WHAT’S WRONG WITH DUPLICATES?

There are numerous practical arguments in support of the position that duplicate rows (“duplicates” for short) should be prohibited. Here I want to emphasize just one—but I think it’s a powerful one.[50] However, it does rely on certain notions I haven’t discussed yet in this book, so I need to make a couple of preliminary assumptions:

  1. I assume you know that relational DBMSs include a component called the optimizer,[51] whose job is to try to figure out the best way to implement user queries and the like (where “best” basically means best performing).

  2. I assume you also know that one of the things optimizers do is what’s sometimes called query rewrite. Query rewrite is the process of transforming some relational expression exp1 (representing some user query, say) into another such expression exp2, such that exp1 and exp2 are guaranteed to produce the same result when evaluated but exp2 performs better than exp1 (at least, we hope so). Note: Be aware, however, that the term query rewrite is also used in certain commercial products with a different (typically more limited) meaning.

Now I can present my argument. The fundamental point I want to make is that certain expression transformations, and hence certain optimizations, that would be valid if SQL were truly relational aren’t valid in the presence of duplicates. By way of example, consider the (nonrelational) database shown in Figure 4-1. Note right away that the tables in that database have no keys (which is why there’s no double underlining in the figure). And by the way: If you’re thinking the database is unrealistic—and especially if you’re thinking you’re not going to be convinced by the arguments that follow, therefore—please see the further remarks on this example at the beginning of the next section.

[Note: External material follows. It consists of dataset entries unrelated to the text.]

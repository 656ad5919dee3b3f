use std::sync::Arc;

use cinedex_core::app::{
    compute_statistics, filter_catalog, sort_movies, SortField, Statistics, TimeWindow, ViewQuery,
};
use cinedex_core::domain::{
    genre_stats, group_by_day, validate_user_name, GenreStat, HistoryAction, HistoryEntry,
    HistoryGroup, Movie, MovieKey,
};
use cinedex_core::error::EngineError;
use cinedex_core::ports::{
    keys, CatalogSource, Clock, FavoritesStore, HistoryStore, SettingsStore, DEFAULT_USER,
};
use tokio::task;
use tracing::{error, info, warn};

/// Lifecycle of the engine's authoritative catalog.
///
/// Mutating and view-deriving calls are rejected until the catalog is Ready,
/// so a toggle or search can never race a load and target a catalog that is
/// about to be replaced.
#[derive(Debug, Clone, Copy, PartialEq, Eq)]
pub enum EngineState {
    Uninitialized,
    Loading,
    Ready,
    Failed,
}

impl std::fmt::Display for EngineState {
    fn fmt(&self, f: &mut std::fmt::Formatter<'_>) -> std::fmt::Result {
        let s = match self {
            EngineState::Uninitialized => "Uninitialized",
            EngineState::Loading => "Loading",
            EngineState::Ready => "Ready",
            EngineState::Failed => "Failed",
        };
        write!(f, "{}", s)
    }
}

/// The catalog state & persistence engine.
///
/// Owns the authoritative movie list and the filtered/sorted view derived
/// from it, persists favorites and history per user, and aggregates
/// statistics. Construct one instance at the composition root and pass it by
/// reference; there is no ambient singleton.
///
/// Ports are injected; all port I/O is blocking and driven through
/// `spawn_blocking`, so port completion happens-before each method returns.
/// Persistence failures are logged and degrade to empty or stale state - no
/// method here fails on I/O.
pub struct CatalogEngine {
    // Ports (dependency injection)
    source: Arc<dyn CatalogSource>,
    favorites_store: Arc<dyn FavoritesStore>,
    history_store: Arc<dyn HistoryStore>,
    settings: Arc<dyn SettingsStore>,
    clock: Arc<dyn Clock>,

    state: EngineState,
    user: String,

    // The authoritative catalog and the view derived from it
    catalog: Vec<Movie>,
    view: Vec<Movie>,
    query: ViewQuery,
    sort_field: SortField,
    sort_ascending: bool,

    // Activity history (insertion order) and its projections
    history: Vec<HistoryEntry>,
    grouped_history: Vec<HistoryGroup>,
    genre_stats: Vec<GenreStat>,
}

impl CatalogEngine {
    pub fn new(
        source: Arc<dyn CatalogSource>,
        favorites_store: Arc<dyn FavoritesStore>,
        history_store: Arc<dyn HistoryStore>,
        settings: Arc<dyn SettingsStore>,
        clock: Arc<dyn Clock>,
    ) -> Self {
        let user = settings.get_string(keys::USER_NAME, DEFAULT_USER);
        let sort_field =
            SortField::from_setting(&settings.get_string(keys::SORT_OPTION, "Rating"));
        let sort_ascending = settings.get_bool(keys::SORT_ASCENDING, false);

        Self {
            source,
            favorites_store,
            history_store,
            settings,
            clock,
            state: EngineState::Uninitialized,
            user,
            catalog: Vec::new(),
            view: Vec::new(),
            query: ViewQuery::default(),
            sort_field,
            sort_ascending,
            history: Vec::new(),
            grouped_history: Vec::new(),
            genre_stats: Vec::new(),
        }
    }

    // -- accessors -----------------------------------------------------------

    pub fn state(&self) -> EngineState {
        self.state
    }

    pub fn user(&self) -> &str {
        &self.user
    }

    /// The authoritative catalog, after loading and favorite-patching.
    pub fn catalog(&self) -> &[Movie] {
        &self.catalog
    }

    /// The filtered-and-sorted view. Fully recomputed by every filter or
    /// sort operation - treat it as replaced wholesale, never diffed.
    pub fn view(&self) -> &[Movie] {
        &self.view
    }

    pub fn query(&self) -> &ViewQuery {
        &self.query
    }

    pub fn sort_field(&self) -> SortField {
        self.sort_field
    }

    pub fn sort_ascending(&self) -> bool {
        self.sort_ascending
    }

    /// The raw activity log, in insertion order.
    pub fn history(&self) -> &[HistoryEntry] {
        &self.history
    }

    /// History grouped by calendar day, newest day first.
    pub fn grouped_history(&self) -> &[HistoryGroup] {
        &self.grouped_history
    }

    pub fn genre_stats(&self) -> &[GenreStat] {
        &self.genre_stats
    }

    // -- loading -------------------------------------------------------------

    /// Load the catalog (cache-or-fetch). Fails soft: on source failure the
    /// engine logs, keeps an empty catalog, and transitions to `Failed`;
    /// calling `load` again retries.
    pub async fn load(&mut self) {
        self.run_load(false).await;
    }

    /// Bypass the sticky cache, fetch fresh, and rewrite the cache.
    pub async fn force_refresh(&mut self) {
        self.run_load(true).await;
    }

    async fn run_load(&mut self, refresh: bool) {
        self.state = EngineState::Loading;

        let source = Arc::clone(&self.source);
        let result =
            task::spawn_blocking(move || if refresh { source.refresh() } else { source.load() })
                .await;

        let movies = match result {
            Ok(Ok(movies)) => movies,
            Ok(Err(e)) => {
                error!("Catalog load failed: {:#}", e);
                self.catalog.clear();
                self.view.clear();
                self.state = EngineState::Failed;
                return;
            }
            Err(e) => {
                error!("Catalog load task panicked: {}", e);
                self.catalog.clear();
                self.view.clear();
                self.state = EngineState::Failed;
                return;
            }
        };

        info!("Loaded {} movies into the catalog", movies.len());
        self.catalog = movies;

        // Patch favorites before stamping, so a DateAdded persisted with a
        // favorite is restored rather than regressed by the fresh stamp.
        let favorites = self.load_favorites().await;
        self.patch_favorites(&favorites);

        let now = self.clock.now();
        for movie in &mut self.catalog {
            movie.stamp_date_added(now);
        }

        self.history = self.load_history().await;
        self.rebuild_history_projections();
        self.recompute_view();
        self.state = EngineState::Ready;
    }

    async fn load_favorites(&self) -> Vec<Movie> {
        let store = Arc::clone(&self.favorites_store);
        let user = self.user.clone();
        match task::spawn_blocking(move || store.load(&user)).await {
            Ok(Ok(favorites)) => favorites,
            Ok(Err(e)) => {
                warn!("Failed to load favorites for {}: {:#}", self.user, e);
                Vec::new()
            }
            Err(e) => {
                warn!("Favorites load task panicked: {}", e);
                Vec::new()
            }
        }
    }

    async fn load_history(&self) -> Vec<HistoryEntry> {
        let store = Arc::clone(&self.history_store);
        let user = self.user.clone();
        match task::spawn_blocking(move || store.load(&user)).await {
            Ok(Ok(entries)) => entries,
            Ok(Err(e)) => {
                warn!("Failed to load history for {}: {:#}", self.user, e);
                Vec::new()
            }
            Err(e) => {
                warn!("History load task panicked: {}", e);
                Vec::new()
            }
        }
    }

    /// Apply persisted favorite flags onto the catalog, matching by the
    /// (title, year) key.
    fn patch_favorites(&mut self, favorites: &[Movie]) {
        for movie in &mut self.catalog {
            movie.is_favorite = false;
        }
        for favorite in favorites {
            let key = favorite.key();
            if let Some(movie) = self.catalog.iter_mut().find(|m| m.key() == key) {
                movie.is_favorite = true;
                if movie.date_added.is_none() {
                    movie.date_added = favorite.date_added;
                }
            }
        }
    }

    // -- filter/sort pipeline ------------------------------------------------

    /// Replace the free-text query and optional director filter, then
    /// recompute the view.
    pub fn apply_search(
        &mut self,
        text: &str,
        director: Option<&str>,
    ) -> Result<(), EngineError> {
        self.ensure_ready()?;
        self.query.search = text.to_string();
        self.query.director = director.map(|d| d.to_string());
        self.recompute_view();
        Ok(())
    }

    pub fn set_favorites_only(&mut self, favorites_only: bool) -> Result<(), EngineError> {
        self.ensure_ready()?;
        self.query.favorites_only = favorites_only;
        self.recompute_view();
        Ok(())
    }

    pub fn sort_by(&mut self, field: SortField) -> Result<(), EngineError> {
        self.ensure_ready()?;
        self.sort_field = field;
        self.recompute_view();
        Ok(())
    }

    pub fn toggle_sort_order(&mut self) -> Result<(), EngineError> {
        self.ensure_ready()?;
        self.sort_ascending = !self.sort_ascending;
        self.recompute_view();
        Ok(())
    }

    /// Derive the view from the authoritative catalog: filter, stable sort,
    /// persist the resolved sort choice.
    fn recompute_view(&mut self) {
        self.view = filter_catalog(&self.catalog, &self.query);
        sort_movies(&mut self.view, self.sort_field, self.sort_ascending);

        self.settings
            .set_string(keys::SORT_OPTION, self.sort_field.as_str());
        self.settings
            .set_bool(keys::SORT_ASCENDING, self.sort_ascending);
    }

    // -- favorites -----------------------------------------------------------

    /// Flip the favorite flag on the movie matching `key`, persist the full
    /// favorite set, and record a Favorited/Unfavorited history entry.
    /// Returns the new flag value. Involutive: toggling twice restores the
    /// original state and appends exactly two entries.
    pub async fn toggle_favorite(&mut self, key: &MovieKey) -> Result<bool, EngineError> {
        self.ensure_ready()?;

        let now = self.clock.now();
        let (entry, now_favorite) = {
            let movie = self
                .catalog
                .iter_mut()
                .find(|m| m.key() == *key)
                .ok_or_else(|| EngineError::MovieNotFound {
                    title: key.title.clone(),
                    year: key.year,
                })?;
            movie.is_favorite = !movie.is_favorite;
            let action = if movie.is_favorite {
                HistoryAction::Favorited
            } else {
                HistoryAction::Unfavorited
            };
            (HistoryEntry::snapshot(movie, action, now), movie.is_favorite)
        };

        info!("{} {}", entry.action, key);
        self.recompute_view();

        // Optimistic persistence: a save failure is logged, the in-memory
        // flag is not rolled back.
        self.save_favorites().await;
        self.append_history(entry).await;

        Ok(now_favorite)
    }

    async fn save_favorites(&self) {
        let favorites: Vec<Movie> = self
            .catalog
            .iter()
            .filter(|m| m.is_favorite)
            .cloned()
            .collect();
        let store = Arc::clone(&self.favorites_store);
        let user = self.user.clone();

        match task::spawn_blocking(move || store.save(&user, &favorites)).await {
            Ok(Ok(())) => {}
            Ok(Err(e)) => error!("Failed to save favorites for {}: {:#}", self.user, e),
            Err(e) => error!("Favorites save task panicked: {}", e),
        }
    }

    // -- history -------------------------------------------------------------

    /// Record that the user viewed the movie matching `key`.
    pub async fn record_viewed(&mut self, key: &MovieKey) -> Result<(), EngineError> {
        self.ensure_ready()?;

        let now = self.clock.now();
        let movie = self
            .catalog
            .iter()
            .find(|m| m.key() == *key)
            .ok_or_else(|| EngineError::MovieNotFound {
                title: key.title.clone(),
                year: key.year,
            })?;
        let entry = HistoryEntry::snapshot(movie, HistoryAction::Viewed, now);

        self.append_history(entry).await;
        Ok(())
    }

    /// Empty the log and its projections, then persist an empty array.
    pub async fn clear_history(&mut self) -> Result<(), EngineError> {
        self.ensure_ready()?;

        self.history.clear();
        self.grouped_history.clear();
        self.genre_stats.clear();
        self.persist_history().await;
        info!("History cleared for {}", self.user);
        Ok(())
    }

    /// Append one entry, rebuild the day-grouped and genre-stat projections,
    /// and persist the whole log. The write has been attempted by the time
    /// this returns.
    async fn append_history(&mut self, entry: HistoryEntry) {
        self.history.push(entry);
        self.rebuild_history_projections();
        self.persist_history().await;
    }

    async fn persist_history(&self) {
        let entries = self.history.clone();
        let store = Arc::clone(&self.history_store);
        let user = self.user.clone();

        match task::spawn_blocking(move || store.save(&user, &entries)).await {
            Ok(Ok(())) => {}
            Ok(Err(e)) => error!("Failed to save history for {}: {:#}", self.user, e),
            Err(e) => error!("History save task panicked: {}", e),
        }
    }

    fn rebuild_history_projections(&mut self) {
        let today = self.clock.now().date_naive();
        self.grouped_history = group_by_day(&self.history, today);
        self.genre_stats = genre_stats(&self.history);
    }

    // -- statistics ----------------------------------------------------------

    /// Time-windowed aggregates over the authoritative catalog, evaluated
    /// against the clock at call time.
    pub fn statistics(&self, window: TimeWindow) -> Result<Statistics, EngineError> {
        self.ensure_ready()?;
        Ok(compute_statistics(&self.catalog, window, self.clock.now()))
    }

    // -- users ---------------------------------------------------------------

    /// Switch the logged-in user: validate, persist the name, and reload
    /// that user's favorites and history against the current catalog.
    pub async fn set_user(&mut self, name: &str) -> Result<(), EngineError> {
        let name = validate_user_name(name)?;
        self.settings.set_string(keys::USER_NAME, &name);
        self.user = name;
        info!("User switched to {}", self.user);

        if self.state == EngineState::Ready {
            let favorites = self.load_favorites().await;
            self.patch_favorites(&favorites);
            self.history = self.load_history().await;
            self.rebuild_history_projections();
            self.recompute_view();
        }
        Ok(())
    }

    fn ensure_ready(&self) -> Result<(), EngineError> {
        if self.state == EngineState::Ready {
            Ok(())
        } else {
            Err(EngineError::NotReady {
                state: self.state.to_string(),
            })
        }
    }
}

A nonrelational database, with duplicates

Figure 4-1. A nonrelational database, with duplicates

Before going any further, perhaps I should ask the question: What does it mean to have three (P1,Screw) rows in table P and not two, or four, or seventeen? It must mean something, for if it means nothing, then why are the duplicates there in the first place? As I once heard Ted Codd say: If something is true, saying it twice doesn’t make it any more true.[52]

So I have to assume there’s some meaning attached to the duplication, even though that meaning, whatever it is, is hardly very explicit.[53] Given that duplicates do have some meaning, therefore, there are presumably going to be business decisions made on the basis of the fact that, for example, there are three (P1,Screw) rows in table P and not two or four or seventeen. For if not, then (to repeat) why are the duplicates there in the first place?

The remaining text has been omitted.